The ambulance swung into the close and drove straight to where she stood waving. A man and a woman jumped out, capable-looking. The woman came straight inside with her and the man brought a
large pack of equipment in behind them. Mike, drained and pale, surrendered his place to them.

They bent to examine Ferney in silence. ‘You’ve done well,’ said the woman. ‘Go and have a sit-down.’

Gally hugged Mike and started to lead him away but Mike turned back, picked the drum up off the table and brought it with him. She fought down an urge to shy away from it.

‘We’d better not leave it there,’ he whispered and she took that for a sign that he believed at least one small part of Ferney’s story.

‘Bring it through here,’ she said, and led the way to the bedroom. He tucked it out of sight behind a chair and she closed the door firmly on it. They went into the front room, away
from Ferney’s danger zone, where they looked at each other and she knew that the last ten minutes of desperate activity had given Mike a shared interest in Ferney’s survival.

‘What have I done?’ he said miserably.

‘You’ve saved him.’

‘I caused it. I brought it on.’

‘You couldn’t have known and you’ve kept him alive. Thank you,’ she said.

She could feel the change in him. All the pain he’d felt, all the raw anger and all the sense of betrayal was buried under a mountain of concern and responsibility. They sat together on
the sofa, holding hands in silent tension, listening to the activity down the corridor. The man went to the ambulance and brought back a stretcher. Mike jumped to his feet.

‘Can I help?’

‘It’s okay. We’ve got him stabilized for now. He’s breathing.’

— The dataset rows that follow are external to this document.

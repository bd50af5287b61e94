//! API server — HTTP surface for the marketplace engines.

use std::net::SocketAddr;
use std::sync::Arc;
use std::time::Instant;

use axum::routing::{get, post};
use axum::Router;
use tower_http::compression::CompressionLayer;
use tower_http::cors::CorsLayer;
use tower_http::trace::TraceLayer;
use tracing::info;

use adspace_booking::{BookingEngine, BookingStore};
use adspace_core::event_bus::{EventSink, TracingSink};
use adspace_core::payments::PaymentGateway;
use adspace_core::AppConfig;
use adspace_disputes::DisputeResolver;
use adspace_escrow::{CaptureCoordinator, PayoutScheduler, RefundCoordinator};
use adspace_ops::SweepRunner;
use adspace_verification::ProofEngine;

use crate::rest::{self, AppState};

/// Wires the engines together and serves the REST API.
pub struct ApiServer {
    config: AppConfig,
    state: AppState,
}

impl ApiServer {
    pub fn new(config: AppConfig, gateway: Arc<dyn PaymentGateway>) -> Self {
        let events: Arc<dyn EventSink> = Arc::new(TracingSink);
        let bookings = BookingEngine::new(
            Arc::new(BookingStore::new()),
            config.booking.installation_window_days,
        )
        .with_event_sink(events.clone());
        let proofs = ProofEngine::new(bookings.clone(), config.booking.proof_auto_approve_hours)
            .with_event_sink(events.clone());
        let captures = CaptureCoordinator::new(gateway.clone());
        let payouts = PayoutScheduler::new(gateway.clone()).with_event_sink(events.clone());
        let refunds = RefundCoordinator::new(gateway).with_event_sink(events.clone());
        let disputes = DisputeResolver::new(
            bookings.clone(),
            payouts.clone(),
            refunds.clone(),
            config.booking.dispute_grace_days,
        )
        .with_event_sink(events);
        let sweeper = SweepRunner::new(
            bookings.clone(),
            proofs.clone(),
            payouts.clone(),
            refunds.clone(),
        );

        let state = AppState {
            bookings,
            proofs,
            payouts,
            refunds,
            disputes,
            sweeper,
            captures,
            node_id: config.node_id.clone(),
            platform_fee_percent: config.booking.platform_fee_percent,
            start_time: Arc::new(Instant::now()),
        };
        Self { config, state }
    }

    /// Shared engine handles, for wiring background jobs.
    pub fn state(&self) -> &AppState {
        &self.state
    }

    pub fn router(&self) -> Router {
        Router::new()
            // Booking lifecycle
            .route("/v1/bookings", post(rest::create_booking))
            .route("/v1/bookings/:id", get(rest::get_booking))
            .route("/v1/bookings/:id/approve", post(rest::approve_booking))
            .route("/v1/bookings/:id/reject", post(rest::reject_booking))
            .route(
                "/v1/bookings/:id/payment-confirmed",
                post(rest::confirm_payment),
            )
            .route(
                "/v1/bookings/:id/file-downloaded",
                post(rest::file_downloaded),
            )
            .route("/v1/bookings/:id/installed", post(rest::mark_installed))
            .route("/v1/bookings/:id/cancel", post(rest::cancel_booking))
            .route("/v1/bookings/:id/window", get(rest::window_status))
            .route("/v1/bookings/:id/payouts", get(rest::booking_payouts))
            .route("/v1/bookings/:id/refunds", get(rest::booking_refunds))
            // Proof verification
            .route("/v1/bookings/:id/proof", post(rest::submit_proof))
            .route("/v1/proofs/:id/approve", post(rest::approve_proof))
            .route("/v1/proofs/:id/reject", post(rest::reject_proof))
            // Disputes
            .route("/v1/bookings/:id/disputes", post(rest::open_dispute))
            .route("/v1/disputes/:id/resolve", post(rest::resolve_dispute))
            // Escrow operations
            .route("/v1/payouts/:id/retry", post(rest::retry_payout))
            .route("/v1/ops/sweep", post(rest::run_sweep))
            // Operational endpoints
            .route("/health", get(rest::health_check))
            .route("/ready", get(rest::readiness))
            .route("/live", get(rest::liveness))
            // Middleware
            .layer(CompressionLayer::new())
            .layer(CorsLayer::permissive())
            .layer(TraceLayer::new_for_http())
            .with_state(self.state.clone())
    }

    /// Start the HTTP REST server.
    pub async fn start_http(&self) -> anyhow::Result<()> {
        let app = self.router();
        let addr = SocketAddr::new(self.config.api.host.parse()?, self.config.api.http_port);

        info!(addr = %addr, "Starting HTTP server");

        let listener = tokio::net::TcpListener::bind(addr).await?;
        axum::serve(listener, app).await?;

        Ok(())
    }
}
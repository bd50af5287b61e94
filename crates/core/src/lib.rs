pub mod config;
pub mod error;
pub mod event_bus;
pub mod payments;
pub mod types;

pub use config::AppConfig;
pub use error::{MarketError, MarketResult};
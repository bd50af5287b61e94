//! Operational jobs for the AdSpace Exchange marketplace.

pub mod sweep;

pub use sweep::{SweepReport, SweepRunner};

Mike did help, for all that, moving furniture out of the way while they carried Ferney on his stretcher out through the hall. An oxygen mask was over his face and a monitor was strapped to
him.

‘You go with him in the ambulance,’ suggested Mike.

‘No . . . I don’t want to. Would you mind going to get the car? I’ll lock up here.’

‘It’ll take me five minutes,’ he said, puzzled.

She just nodded.

The ambulance went on its urgent way and now there were people in the close. Mike told them briefly what was going on as he passed and Gally looked up to see the broad figure of Mary Sparrow
stumping down the path.

‘Hello, my muffety,’ she said. ‘Here’s a business, then.’

‘He just fell down,’ said Gally.

‘He’s still kicking, though. It’s a blessing you were here.’

It wouldn’t have happened if we hadn’t been, thought Gally miserably. ‘I was just going to close the house up,’ she said.

‘He won’t want anyone in here,’ said Mary, looking round the hall. ‘There’s the key, see? Why don’t you take it and look after it for him?’

Gally nodded and picked up the key. ‘I’d better just make sure everything’s switched off,’ she said and walked quickly down the corridor, checking each room. She came to
the bedroom, crossed the room to the chest of drawers, picked up the envelope and put it in her pocket. She longed to know what was in it, but this was not the time to look.